**TO DO**: Once you find the line that contains "to remove agent", write out that line and every line after it to the end of the records, exactly and with nothing else.

**ENTRIES PROVIDED**:
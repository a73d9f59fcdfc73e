#![allow(dead_code)]

use std::cell::{Cell, RefCell};
use std::rc::Rc;
use std::time::Duration;

use consul_snapshot::store::{KeyRecord, StoreClient};
use consul_snapshot::target::ObjectStorageTarget;
use consul_snapshot::upload::{ObjectStore, ObjectStoreFactory, RetryPolicy};
use consul_snapshot::verify::{AgentLauncher, EphemeralAgent, VerifyConfig};
use consul_snapshot::{Error, ErrorKind, Result};

pub fn records(items: &[(&str, u64)]) -> Vec<KeyRecord> {
    items.iter().map(|(k, n)| KeyRecord::new(*k, *n)).collect()
}

pub fn fast_verify() -> VerifyConfig {
    VerifyConfig {
        readiness_grace: Duration::ZERO,
        readiness_timeout: Duration::from_millis(200),
        readiness_poll: Duration::from_millis(5),
        ..VerifyConfig::default()
    }
}

pub fn fast_retry() -> RetryPolicy {
    RetryPolicy {
        max_retries: 3,
        interval: Duration::from_millis(1),
    }
}

/// In-memory stand-in for a Consul endpoint.
#[derive(Default)]
pub struct FakeStore {
    pub snapshot: Vec<u8>,
    pub kv: RefCell<Vec<KeyRecord>>,
    /// Key space a restore loads into `kv`.
    pub restore_yields: Vec<KeyRecord>,
    pub restored_bytes: RefCell<Option<Vec<u8>>>,
    /// `leader()` answers `None` this many times before reporting a leader.
    pub leaderless_polls: Cell<u32>,
    pub never_leader: bool,
    pub fail_save: bool,
    pub fail_restore: bool,
    pub fail_list: bool,
    pub calls: RefCell<Vec<&'static str>>,
}

impl FakeStore {
    pub fn live(kv: Vec<KeyRecord>) -> Self {
        Self {
            snapshot: b"fake-snapshot-archive".to_vec(),
            kv: RefCell::new(kv),
            ..Self::default()
        }
    }

    pub fn agent(restore_yields: Vec<KeyRecord>) -> Self {
        Self {
            restore_yields,
            ..Self::default()
        }
    }

    pub fn called(&self, what: &str) -> usize {
        self.calls.borrow().iter().filter(|c| **c == what).count()
    }
}

impl StoreClient for FakeStore {
    fn save_snapshot(&self) -> Result<Vec<u8>> {
        self.calls.borrow_mut().push("save");
        if self.fail_save {
            return Err(Error::msg("connection refused"));
        }
        Ok(self.snapshot.clone())
    }

    fn restore_snapshot(&self, snapshot: &[u8]) -> Result<()> {
        self.calls.borrow_mut().push("restore");
        if self.fail_restore {
            return Err(Error::msg("snapshot restore returned 500: unexpected EOF"));
        }
        *self.restored_bytes.borrow_mut() = Some(snapshot.to_vec());
        *self.kv.borrow_mut() = self.restore_yields.clone();
        Ok(())
    }

    fn list_keys(&self, _root: &str) -> Result<Vec<KeyRecord>> {
        self.calls.borrow_mut().push("list");
        if self.fail_list {
            return Err(Error::msg("kv list returned 403: ACL not found"));
        }
        Ok(self.kv.borrow().clone())
    }

    fn leader(&self) -> Result<Option<String>> {
        self.calls.borrow_mut().push("leader");
        if self.never_leader {
            return Ok(None);
        }
        let left = self.leaderless_polls.get();
        if left > 0 {
            self.leaderless_polls.set(left - 1);
            return Ok(None);
        }
        Ok(Some("127.0.0.1:8300".into()))
    }
}

pub struct FakeAgent {
    store: Rc<FakeStore>,
    exited: bool,
    teardowns: Rc<Cell<u32>>,
}

impl EphemeralAgent for FakeAgent {
    fn address(&self) -> &str {
        "http://127.0.0.1:18500"
    }

    fn client(&self) -> &dyn StoreClient {
        self.store.as_ref()
    }

    fn has_exited(&mut self) -> bool {
        self.exited
    }
}

impl Drop for FakeAgent {
    fn drop(&mut self) {
        self.teardowns.set(self.teardowns.get() + 1);
    }
}

pub struct FakeLauncher {
    pub store: Rc<FakeStore>,
    pub fail_launch: bool,
    pub exits_immediately: bool,
    pub launches: Cell<u32>,
    pub teardowns: Rc<Cell<u32>>,
}

impl FakeLauncher {
    pub fn new(store: FakeStore) -> Self {
        Self {
            store: Rc::new(store),
            fail_launch: false,
            exits_immediately: false,
            launches: Cell::new(0),
            teardowns: Rc::new(Cell::new(0)),
        }
    }
}

impl AgentLauncher for FakeLauncher {
    fn launch(&self) -> Result<Box<dyn EphemeralAgent>> {
        self.launches.set(self.launches.get() + 1);
        if self.fail_launch {
            return Err(Error::msg("failed to spawn \"consul\": No such file or directory"));
        }
        Ok(Box::new(FakeAgent {
            store: self.store.clone(),
            exited: self.exits_immediately,
            teardowns: self.teardowns.clone(),
        }))
    }
}

#[derive(Debug, Clone, PartialEq, Eq)]
pub struct PutCall {
    pub bucket: String,
    pub key: String,
    pub body: Vec<u8>,
    pub sha256: String,
}

/// Object store that fails the first `failures` puts and records every call.
pub struct RecordingFactory {
    pub failures: u32,
    pub puts: Rc<RefCell<Vec<PutCall>>>,
    pub built: Cell<u32>,
}

impl RecordingFactory {
    pub fn new(failures: u32) -> Self {
        Self {
            failures,
            puts: Rc::new(RefCell::new(Vec::new())),
            built: Cell::new(0),
        }
    }

    pub fn attempts(&self) -> usize {
        self.puts.borrow().len()
    }
}

struct RecordingStore {
    failures_left: Cell<u32>,
    puts: Rc<RefCell<Vec<PutCall>>>,
}

impl ObjectStore for RecordingStore {
    fn put_object(&self, bucket: &str, key: &str, body: &[u8], sha256: &str) -> Result<()> {
        self.puts.borrow_mut().push(PutCall {
            bucket: bucket.into(),
            key: key.into(),
            body: body.to_vec(),
            sha256: sha256.into(),
        });
        let left = self.failures_left.get();
        if left > 0 {
            self.failures_left.set(left - 1);
            return Err(Error::new(ErrorKind::Io, "RequestTimeout: socket closed"));
        }
        Ok(())
    }
}

impl ObjectStoreFactory for RecordingFactory {
    fn object_store(&self, _target: &ObjectStorageTarget) -> Result<Box<dyn ObjectStore>> {
        self.built.set(self.built.get() + 1);
        Ok(Box::new(RecordingStore {
            failures_left: Cell::new(self.failures),
            puts: self.puts.clone(),
        }))
    }
}
use std::net::TcpListener;
use std::path::PathBuf;
use std::process::{Child, Command};
use std::thread::JoinHandle;
use std::time::{Duration, Instant};

use reqwest::Url;
use tempfile::TempDir;
use tracing::{debug, info, warn};

use crate::error::{Error, Result};
use crate::process::{kill_pgroup, spawn_grouped};
use crate::store::{ConsulClient, ConsulConfig, StoreClient};
use crate::verify::{AgentLauncher, EphemeralAgent};

const LOOPBACK: &str = "127.0.0.1";

/// Launches `consul agent -dev` instances bound to loopback on free ports.
#[derive(Debug, Clone)]
pub struct ConsulDevLauncher {
    pub consul_bin: PathBuf,
    pub tls_skip_verify: bool,
    /// How long SIGTERM gets before SIGKILL at teardown.
    pub teardown_grace: Duration,
}

impl Default for ConsulDevLauncher {
    fn default() -> Self {
        Self {
            consul_bin: PathBuf::from("consul"),
            tls_skip_verify: false,
            teardown_grace: Duration::from_secs(5),
        }
    }
}

impl AgentLauncher for ConsulDevLauncher {
    fn launch(&self) -> Result<Box<dyn EphemeralAgent>> {
        Ok(Box::new(ConsulDevAgent::start(self)?))
    }
}

struct AgentPorts {
    http: u16,
    serf_lan: u16,
    serf_wan: u16,
    server: u16,
}

fn free_ports() -> Result<AgentPorts> {
    // Hold every listener until all ports are picked so none repeats.
    let mut held = Vec::with_capacity(4);
    for _ in 0..4 {
        let l = TcpListener::bind((LOOPBACK, 0))
            .map_err(|e| Error::msg(format!("failed to reserve a loopback port: {e}")))?;
        held.push(l);
    }
    let mut ports = Vec::with_capacity(held.len());
    for l in &held {
        ports.push(l.local_addr()?.port());
    }
    Ok(AgentPorts {
        http: ports[0],
        serf_lan: ports[1],
        serf_wan: ports[2],
        server: ports[3],
    })
}

/// Running dev agent; stopped and its data dir removed on drop.
pub struct ConsulDevAgent {
    child: Option<Child>,
    pgid: u32,
    drains: Vec<JoinHandle<()>>,
    data_dir: Option<TempDir>,
    address: String,
    client: ConsulClient,
    teardown_grace: Duration,
}

impl ConsulDevAgent {
    pub fn start(launcher: &ConsulDevLauncher) -> Result<Self> {
        let data_dir = tempfile::Builder::new()
            .prefix("consul-snapshot-verify-")
            .tempdir()
            .map_err(|e| Error::msg(format!("failed to create agent data dir: {e}")))?;
        let ports = free_ports()?;
        let address = format!("http://{LOOPBACK}:{}", ports.http);

        let mut cfg = ConsulConfig::new(
            Url::parse(&address)
                .map_err(|e| Error::msg(format!("invalid agent address {address}: {e}")))?,
        );
        cfg.tls_skip_verify = launcher.tls_skip_verify;
        cfg.timeout = Some(Duration::from_secs(120));
        let client = ConsulClient::new(&cfg)?;

        let mut cmd = Command::new(&launcher.consul_bin);
        cmd.arg("agent")
            .arg("-dev")
            .arg(format!("-node=consul-snapshot-verify-{}", std::process::id()))
            .arg(format!("-bind={LOOPBACK}"))
            .arg(format!("-client={LOOPBACK}"))
            .arg(format!("-advertise={LOOPBACK}"))
            .arg(format!("-data-dir={}", data_dir.path().display()))
            .arg(format!("-http-port={}", ports.http))
            .arg(format!("-serf-lan-port={}", ports.serf_lan))
            .arg(format!("-serf-wan-port={}", ports.serf_wan))
            .arg(format!("-server-port={}", ports.server))
            .arg("-dns-port=-1")
            .arg("-grpc-port=-1")
            .arg("-log-level=warn");
        debug!(command = ?cmd, "starting ephemeral consul agent");

        let (child, drains) = spawn_grouped(cmd, "consul-agent")?;
        let pgid = child.id();
        info!(pid = pgid, address = %address, "ephemeral consul agent started");

        Ok(Self {
            child: Some(child),
            pgid,
            drains,
            data_dir: Some(data_dir),
            address,
            client,
            teardown_grace: launcher.teardown_grace,
        })
    }

    fn stop(&mut self) {
        let Some(mut child) = self.child.take() else {
            return;
        };
        if matches!(child.try_wait(), Ok(None)) {
            kill_pgroup(self.pgid, false);
            let deadline = Instant::now() + self.teardown_grace;
            loop {
                match child.try_wait() {
                    Ok(Some(_)) => break,
                    Ok(None) if Instant::now() < deadline => {
                        std::thread::sleep(Duration::from_millis(50));
                    }
                    _ => {
                        warn!(pid = self.pgid, "ephemeral agent ignored SIGTERM, killing");
                        kill_pgroup(self.pgid, true);
                        let _ = child.kill();
                        break;
                    }
                }
            }
        }
        // Reap; harmless when already collected by try_wait.
        let _ = child.wait();
        for h in self.drains.drain(..) {
            let _ = h.join();
        }
    }
}

impl EphemeralAgent for ConsulDevAgent {
    fn address(&self) -> &str {
        &self.address
    }

    fn client(&self) -> &dyn StoreClient {
        &self.client
    }

    fn has_exited(&mut self) -> bool {
        match self.child.as_mut() {
            Some(c) => !matches!(c.try_wait(), Ok(None)),
            None => true,
        }
    }
}

impl Drop for ConsulDevAgent {
    fn drop(&mut self) {
        self.stop();
        if let Some(dir) = self.data_dir.take() {
            let path = dir.path().to_path_buf();
            if let Err(e) = dir.close() {
                warn!("failed to remove agent data dir {}: {e}", path.display());
            }
        }
        info!(address = %self.address, "ephemeral consul agent torn down");
    }
}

**OUTPUT BELOW**:
                warn!("failed to remove agent data dir {}: {e}", path.display());
            }
        }
        info!(address = %self.address, "ephemeral consul agent torn down");
    }
}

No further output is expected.